Christians want forgiveness. We want to be reconciled to God. Therefore, we want God to grant us grace, but we simultaneously seem to loathe granting grace to others. We are all too ready to stigmatize, categorize, and cast off those we hold in our view as sinners, as if our sins are minor in comparison.
When Pope Francis performed Holy Matrimony for twenty couples, including those who had been already living together, some people within the Church were furious. “But these people are living in sin!” Well, they were, but now they are married, and they are able to express their love, commitment, and bond as they like. Perhaps we could go so far to say as God intends for married people to do. Either way, they went from those living outside of grace to those who had been blessed to live within it. Is this not the transition Christ came to help us make in all of our lives? It breaks my heart in two to listen to people withhold grace, sanction people by playing gatekeeper to the most precious blessing God has given to us. During his earthly ministry, people approached Jesus and he forgave them, healing them both physically and spiritually. He reconciles all people to God through the blood of the cross, and yet we have the audacity to deny someone that grace, as if we could.
I do not excuse sin. I have certainly sinned myself, and I live with the consequences of that as well as living with the knowledge that my sin has hurt others. I have been hurt by the sins of other people, even to the point that one sin almost destroyed me completely, but by the grace of God, I was able to have victory over sin, including my own. In the liberation that follows accepting the grace wrought of Christ, I want others to discover this wholeness that comes from redemption. I want all people, even those who call me their enemy, to have this. It changed my life. It is changing me even now. It can change others, and so it would change the world. But if we hold grace hostage to our approval of others, then we truncate its transformative power and limit its reach. So there were couples “living in sin,” or more aptly put: having pre-marital sex, and Pope Francis offered them the means through which to move from that place to one of blessing, redemption, and grace. Good for him. Good for us. God reveals that God can redeem and transform all things, all people, and all circumstances. We should expect nothing less of an all-powerful and all loving God, and God should expect that we would do nothing less than model that to the fullest extent of our beings.

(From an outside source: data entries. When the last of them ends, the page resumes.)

#[async_trait]
impl Database for LibSqlBackend {
    async fn run_migrations(&self) -> Result<(), DatabaseError> {
        migrations::run_migrations(self.conn()).await
    }

    // ── Surveys ─────────────────────────────────────────────────────

    async fn insert_survey(&self, survey: &Survey) -> Result<(), DatabaseError> {
        self.conn()
            .execute(
                &format!(
                    "INSERT INTO surveys ({SURVEY_COLUMNS})
                     VALUES (?1, ?2, ?3, ?4, ?5, ?6, ?7, ?8, ?9, ?10, ?11, ?12, ?13, ?14, ?15, ?16)"
                ),
                params![
                    survey.id.to_string(),
                    survey.title.clone(),
                    survey.description.clone(),
                    survey.intro_message.clone(),
                    survey.outro_message.clone(),
                    to_json(&survey.voice)?,
                    survey.max_duration as i64,
                    survey.max_retries as i64,
                    survey.scheduling.business_hours_only as i64,
                    survey.scheduling.avoid_weekends as i64,
                    survey.scheduling.respect_contact_timezone as i64,
                    survey.status.to_string(),
                    to_json(&survey.questions)?,
                    survey.revision as i64,
                    ts(&survey.created_at),
                    ts(&survey.updated_at),
                ],
            )
            .await
            .map_err(|e| DatabaseError::Query(format!("insert_survey: {e}")))?;

        self.insert_revision(survey).await?;
        debug!(survey_id = %survey.id, revision = survey.revision, "Survey inserted");
        Ok(())
    }

    async fn update_survey(&self, survey: &Survey) -> Result<(), DatabaseError> {
        let count = self
            .conn()
            .execute(
                "UPDATE surveys SET title=?1, description=?2, intro_message=?3, outro_message=?4,
                    voice=?5, max_duration=?6, max_retries=?7, business_hours_only=?8,
                    avoid_weekends=?9, respect_contact_timezone=?10, status=?11, questions=?12,
                    revision=?13, updated_at=?14
                 WHERE id=?15 AND revision=?16",
                params![
                    survey.title.clone(),
                    survey.description.clone(),
                    survey.intro_message.clone(),
                    survey.outro_message.clone(),
                    to_json(&survey.voice)?,
                    survey.max_duration as i64,
                    survey.max_retries as i64,
                    survey.scheduling.business_hours_only as i64,
                    survey.scheduling.avoid_weekends as i64,
                    survey.scheduling.respect_contact_timezone as i64,
                    survey.status.to_string(),
                    to_json(&survey.questions)?,
                    survey.revision as i64,
                    ts(&survey.updated_at),
                    survey.id.to_string(),
                    i64::from(survey.revision) - 1,
                ],
            )
            .await
            .map_err(|e| DatabaseError::Query(format!("update_survey: {e}")))?;

        if count == 0 {
            let id = survey.id.to_string();
            return Err(match self.get_survey(survey.id).await? {
                Some(current) => DatabaseError::Conflict {
                    entity: "survey".into(),
                    id,
                    message: format!(
                        "revision {} is current, cannot write revision {}",
                        current.revision, survey.revision
                    ),
                },
                None => DatabaseError::NotFound {
                    entity: "survey".into(),
                    id,
                },
            });
        }

        self.insert_revision(survey).await?;
        debug!(survey_id = %survey.id, revision = survey.revision, "Survey updated");
        Ok(())
    }

    async fn get_survey(&self, id: Uuid) -> Result<Option<Survey>, DatabaseError> {
        let mut surveys = self
            .query_surveys(
                "get_survey",
                &format!("SELECT {SURVEY_COLUMNS} FROM surveys WHERE id = ?1"),
                params![id.to_string()],
            )
            .await?;
        Ok(surveys.pop())
    }

    async fn list_surveys(&self) -> Result<Vec<Survey>, DatabaseError> {
        self.query_surveys(
            "list_surveys",
            &format!("SELECT {SURVEY_COLUMNS} FROM surveys ORDER BY created_at ASC"),
            (),
        )
        .await
    }

    async fn delete_survey(&self, id: Uuid) -> Result<bool, DatabaseError> {
        let count = self
            .conn()
            .execute("DELETE FROM surveys WHERE id = ?1", params![id.to_string()])
            .await
            .map_err(|e| DatabaseError::Query(format!("delete_survey: {e}")))?;
        Ok(count > 0)
    }

    async fn get_survey_revision(
        &self,
        id: Uuid,
        revision: u32,
    ) -> Result<Option<Survey>, DatabaseError> {
        let mut rows = self
            .conn()
            .query(
                "SELECT snapshot FROM survey_revisions WHERE survey_id = ?1 AND revision = ?2",
                params![id.to_string(), revision as i64],
            )
            .await
            .map_err(|e| DatabaseError::Query(format!("get_survey_revision: {e}")))?;

        match rows.next().await {
            Ok(Some(row)) => {
                let snapshot: String = row.get(0).map_err(row_err)?;
                Ok(Some(from_json("survey_revisions.snapshot", &snapshot)?))
            }
            Ok(None) => Ok(None),
            Err(e) => Err(DatabaseError::Query(format!("get_survey_revision: {e}"))),
        }
    }

    // ── Campaigns ───────────────────────────────────────────────────

    async fn insert_campaign(&self, campaign: &Campaign) -> Result<(), DatabaseError> {
        self.conn()
            .execute(
                "INSERT INTO campaigns (id, name, survey_id, created_at) VALUES (?1, ?2, ?3, ?4)",
                params![
                    campaign.id.to_string(),
                    campaign.name.clone(),
                    campaign.survey_id.to_string(),
                    ts(&campaign.created_at),
                ],
            )
            .await
            .map_err(|e| DatabaseError::Query(format!("insert_campaign: {e}")))?;
        Ok(())
    }

    async fn get_campaign(&self, id: Uuid) -> Result<Option<Campaign>, DatabaseError> {
        let mut rows = self
            .conn()
            .query(
                "SELECT id, name, survey_id, created_at FROM campaigns WHERE id = ?1",
                params![id.to_string()],
            )
            .await
            .map_err(|e| DatabaseError::Query(format!("get_campaign: {e}")))?;

        match rows.next().await {
            Ok(Some(row)) => Ok(Some(row_to_campaign(&row)?)),
            Ok(None) => Ok(None),
            Err(e) => Err(DatabaseError::Query(format!("get_campaign: {e}"))),
        }
    }

    async fn list_campaigns(&self) -> Result<Vec<Campaign>, DatabaseError> {
        let mut rows = self
            .conn()
            .query(
                "SELECT id, name, survey_id, created_at FROM campaigns ORDER BY created_at ASC",
                (),
            )
            .await
            .map_err(|e| DatabaseError::Query(format!("list_campaigns: {e}")))?;

        let mut campaigns = Vec::new();
        while let Some(row) = rows
            .next()
            .await
            .map_err(|e| DatabaseError::Query(format!("list_campaigns: {e}")))?
        {
            campaigns.push(row_to_campaign(&row)?);
        }
        Ok(campaigns)
    }

    // ── Sessions ────────────────────────────────────────────────────

    async fn insert_session(&self, session: &CallSession) -> Result<(), DatabaseError> {
        self.conn()
            .execute(
                &format!(
                    "INSERT INTO call_sessions ({SESSION_COLUMNS})
                     VALUES (?1, ?2, ?3, ?4, ?5, ?6, ?7, ?8, ?9, ?10, ?11, ?12, ?13, ?14, ?15,
                             ?16, ?17, ?18, ?19, ?20, ?21, ?22)"
                ),
                params![
                    session.id.to_string(),
                    session.survey_id.to_string(),
                    session.survey_revision as i64,
                    opt_text(session.campaign_id.map(|c| c.to_string())),
                    session.contact.phone_number.clone(),
                    opt_text(session.contact.name.clone()),
                    opt_text(session.contact.timezone.map(String::from)),
                    session.channel.to_string(),
                    session.priority.rank(),
                    session.status.to_string(),
                    session.attempt_count as i64,
                    ts(&session.scheduled_time),
                    opt_text(session.current_question_id.clone()),
                    session.flow_complete as i64,
                    to_json(&session.answers)?,
                    opt_text(session.last_failure_reason.clone()),
                    opt_text(session.notes.clone()),
                    opt_text(session.started_at.as_ref().map(ts)),
                    opt_text(session.ended_at.as_ref().map(ts)),
                    to_json(&session.transitions)?,
                    ts(&session.created_at),
                    ts(&session.updated_at),
                ],
            )
            .await
            .map_err(|e| DatabaseError::Query(format!("insert_session: {e}")))?;

        debug!(session_id = %session.id, "Session inserted");
        Ok(())
    }

    async fn save_session(&self, session: &CallSession) -> Result<(), DatabaseError> {
        let count = self
            .conn()
            .execute(
                "UPDATE call_sessions SET status=?1, attempt_count=?2, scheduled_time=?3,
                    current_question_id=?4, flow_complete=?5, answers=?6, last_failure_reason=?7,
                    notes=?8, started_at=?9, ended_at=?10, transitions=?11, priority=?12,
                    updated_at=?13
                 WHERE id=?14",
                params![
                    session.status.to_string(),
                    session.attempt_count as i64,
                    ts(&session.scheduled_time),
                    opt_text(session.current_question_id.clone()),
                    session.flow_complete as i64,
                    to_json(&session.answers)?,
                    opt_text(session.last_failure_reason.clone()),
                    opt_text(session.notes.clone()),
                    opt_text(session.started_at.as_ref().map(ts)),
                    opt_text(session.ended_at.as_ref().map(ts)),
                    to_json(&session.transitions)?,
                    session.priority.rank(),
                    ts(&session.updated_at),
                    session.id.to_string(),
                ],
            )
            .await
            .map_err(|e| DatabaseError::Query(format!("save_session: {e}")))?;

        if count == 0 {
            return Err(DatabaseError::NotFound {
                entity: "call_session".into(),
                id: session.id.to_string(),
            });
        }
        Ok(())
    }

    async fn get_session(&self, id: Uuid) -> Result<Option<CallSession>, DatabaseError> {
        let mut sessions = self
            .query_sessions(
                "get_session",
                &format!("SELECT {SESSION_COLUMNS} FROM call_sessions WHERE id = ?1"),
                params![id.to_string()],
            )
            .await?;
        Ok(sessions.pop())
    }

    async fn list_due_sessions(
        &self,
        now: DateTime<Utc>,
        limit: usize,
    ) -> Result<Vec<CallSession>, DatabaseError> {
        self.query_sessions(
            "list_due_sessions",
            &format!(
                "SELECT {SESSION_COLUMNS} FROM call_sessions
                 WHERE status = 'scheduled' AND scheduled_time <= ?1
                 ORDER BY scheduled_time ASC, priority ASC, created_at ASC
                 LIMIT ?2"
            ),
            params![ts(&now), limit as i64],
        )
        .await
    }

    async fn list_sessions_by_status(
        &self,
        status: SessionStatus,
    ) -> Result<Vec<CallSession>, DatabaseError> {
        self.query_sessions(
            "list_sessions_by_status",
            &format!(
                "SELECT {SESSION_COLUMNS} FROM call_sessions WHERE status = ?1
                 ORDER BY scheduled_time ASC"
            ),
            params![status.to_string()],
        )
        .await
    }

    async fn list_sessions_by_campaign(
        &self,
        campaign_id: Uuid,
    ) -> Result<Vec<CallSession>, DatabaseError> {
        self.query_sessions(
            "list_sessions_by_campaign",
            &format!(
                "SELECT {SESSION_COLUMNS} FROM call_sessions WHERE campaign_id = ?1
                 ORDER BY created_at ASC"
            ),
            params![campaign_id.to_string()],
        )
        .await
    }

    async fn list_recent_sessions(&self, limit: usize) -> Result<Vec<CallSession>, DatabaseError> {
        self.query_sessions(
            "list_recent_sessions",
            &format!(
                "SELECT {SESSION_COLUMNS} FROM call_sessions ORDER BY created_at DESC LIMIT ?1"
            ),
            params![limit as i64],
        )
        .await
    }
}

We all sin. We all stand in the need of grace. God offers grace to us all. If we are unwilling to turn around and offer that same grace to others, then we backslide into sin. Maybe it is now a different sin, but denying another the love and reconciliation Jesus died to give us is surly a sin. While there are people who think there are unforgivable sins and even unforgivable people, I whole heartedly believe Christ dispelled that in the Gospel accounts. God took one of the greatest enemies to Christianity, Saul, and transformed him through a profound encounter with the Risen Christ into one of the single greatest advocates Christianity has ever known, and perhaps will ever know. Granted grace for his persecution of the Church and his role in the death of Christ’s disciples, Saul became Paul, a man who would die spreading the Gospel of Christ to the ends of the known earth in his day. Such a radical receipt of grace gives us hope that we can be remade into the servants Christ deserves, heralding his triumphant return, and spreading his Gospel of grace, truth, and love to every living person. So look at the sinner who turns your stomach, and turn your heart towards them. Grant them grace, so that they can be free from their sin, and you too can find freedom from their sins. You have been freed from yours. Now go break the chains of those who remain captive to sin with the liberating power of God’s love.